D'après ce qui ressort de l'interview, une agence milanaise a reçu une demande très précise : trouver 10 belles filles, bien connues sur les réseaux sociaux, à amener au stade avec Sfera Ebbasta pour le lancement de son prochain album.

Les filles ont reçu des instructions : s'habiller en noir, utiliser l'autocollant rouge lié à la campagne sur les réseaux sociaux, publier certains contenus, ne pas révéler les détails de l'opération, signer un accord de confidentialité. Gabriele Parpiglia a essayé de creuser un peu, mais rien d'anormal n'est ressorti de l'entretien si ce n'est qu'il s'agissait d'un contrat de travail normal. Bref, ces dix filles n'étaient pas des amies/amantes de Sfera Ebbasta, mais de simples mannequins payés pour un événement.
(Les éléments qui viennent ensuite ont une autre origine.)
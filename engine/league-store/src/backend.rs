//! League store trait and write outcomes

use crate::error::Result;
use crate::types::{
    Player, PlayerId, ProposalId, Roster, ScheduledMatchup, Team, TeamId, TradeProposal,
    TradeStatus,
};
use serde::{Deserialize, Serialize};
use std::collections::HashMap;

/// Outcome of an all-or-nothing roster write
#[derive(Debug, Clone, PartialEq, Eq)]
pub enum RosterWrite {
    /// Every roster was written; versions are the new stored versions
    Applied(Vec<Roster>),
    /// No roster exists for this team; nothing was written
    Missing(TeamId),
    /// The stored version differs from the one the write was planned against;
    /// nothing was written
    Stale { team_id: TeamId, expected: i64, actual: i64 },
    /// A player in the write is rostered by a team outside it; nothing was
    /// written
    Conflict { player_id: PlayerId, owner: TeamId },
}

/// Outcome of settling an accepted trade
#[derive(Debug, Clone, PartialEq)]
pub enum TradeSettlement {
    /// Status moved pending -> accepted and both rosters were written
    Settled { proposal: TradeProposal, rosters: Vec<Roster> },
    /// No proposal with this id
    ProposalMissing,
    /// The proposal had already left `Pending`
    NotPending(TradeStatus),
    /// The roster write could not be applied; the proposal stays pending
    Rosters(RosterWrite),
}

/// First player that would sit on two rosters at once
pub(crate) fn find_conflict(rosters: &[&Roster]) -> Option<RosterWrite> {
    let mut owners: HashMap<PlayerId, TeamId> = HashMap::new();
    for roster in rosters {
        for player_id in roster.player_ids() {
            if let Some(owner) = owners.insert(player_id, roster.team_id) {
                if owner != roster.team_id {
                    return Some(RosterWrite::Conflict { player_id, owner });
                }
            }
        }
    }
    None
}

/// A proposal as submitted, before the store assigns its id
#[derive(Debug, Clone, PartialEq, Eq, Serialize, Deserialize)]
pub struct NewTradeProposal {
    pub proposing_team_id: TeamId,
    pub receiving_team_id: TeamId,
    pub offered: Vec<PlayerId>,
    pub requested: Vec<PlayerId>,
}

/// Abstract trait for league storage backends
///
/// Roster writes are compare-and-swap: each roster passed in carries the
/// version it was read at, and the backend bumps it by one on success.
#[async_trait::async_trait]
pub trait LeagueStore: Send + Sync {
    /// Select all players
    async fn load_players(&self) -> Result<Vec<Player>>;

    /// Select all teams
    async fn load_teams(&self) -> Result<Vec<Team>>;

    /// Select all rosters
    async fn load_rosters(&self) -> Result<Vec<Roster>>;

    /// Select the full schedule
    async fn load_schedule(&self) -> Result<Vec<ScheduledMatchup>>;

    /// Select all trade proposals in id order
    async fn load_trade_proposals(&self) -> Result<Vec<TradeProposal>>;

    /// Load a single roster
    async fn load_roster(&self, team_id: TeamId) -> Result<Option<Roster>>;

    /// Load a single trade proposal
    async fn load_trade_proposal(&self, id: ProposalId) -> Result<Option<TradeProposal>>;

    /// Write one or more rosters atomically
    async fn update_rosters(&self, rosters: &[Roster]) -> Result<RosterWrite>;

    /// Insert a new proposal in `Pending` status
    async fn insert_trade_proposal(&self, proposal: NewTradeProposal) -> Result<TradeProposal>;

    /// Move a proposal from `from` to `to`; returns false if its status was not `from`
    async fn set_trade_status(
        &self,
        id: ProposalId,
        from: TradeStatus,
        to: TradeStatus,
    ) -> Result<bool>;

    /// Mark a pending proposal accepted and write the traded rosters in one step
    async fn settle_trade(&self, id: ProposalId, rosters: &[Roster]) -> Result<TradeSettlement>;
}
Au cours de l'interview, Elisa a également précisé quelque chose d'important : après le match, ils ne sont pas tous allés ensemble pour une soirée, le rappeur est parti seul, tandis que les filles étaient accompagnées dans des camions, tandis que sur les réseaux sociaux, elles mettaient toutes une photo de profil rouge comme celle de Sfera Ebbasta et faisaient la promotion de la sortie de ***$***, son nouvel album.

Sfera Ebbasta, la polémique en ligne sur les 10 filles au stade

Pourtant, sur les réseaux sociaux, l’image de Sfera Ebbasta entourée de dix filles vêtues de noir n’a pas plu au grand public. En effet, en quelques heures, une véritable polémique éclate. Ce qui était censé être un coup marketing pour beaucoup s’est transformé en une image perçue comme vulgaire, machiste et déplacée.

La scène a fait polémique avant tout parce que, au-delà des intentions déclarées par l'agence et les filles impliquées, ce qui restait imprimé, c'était le regard : un artiste célèbre au centre, dix femmes autour de lui et un stade comme scène. Pour certains, il s'agit d'une énième représentation d'un imaginaire dans lequel la femme est utilisée comme élément scénographique pour attirer l'attention sur un homme et son produit.

Sfera, quant à elle, a choisi le silence. Aucune réponse aux critiques, aucune explication sur le choix des dix filles et aucun commentaire sur la polémique. Une stratégie qui, si on le souhaite, peut être lue de deux manières : d'une part le désintérêt pour la critique, de l'autre la volonté de laisser les images et les discussions nées autour d'elles faire le travail de promotion.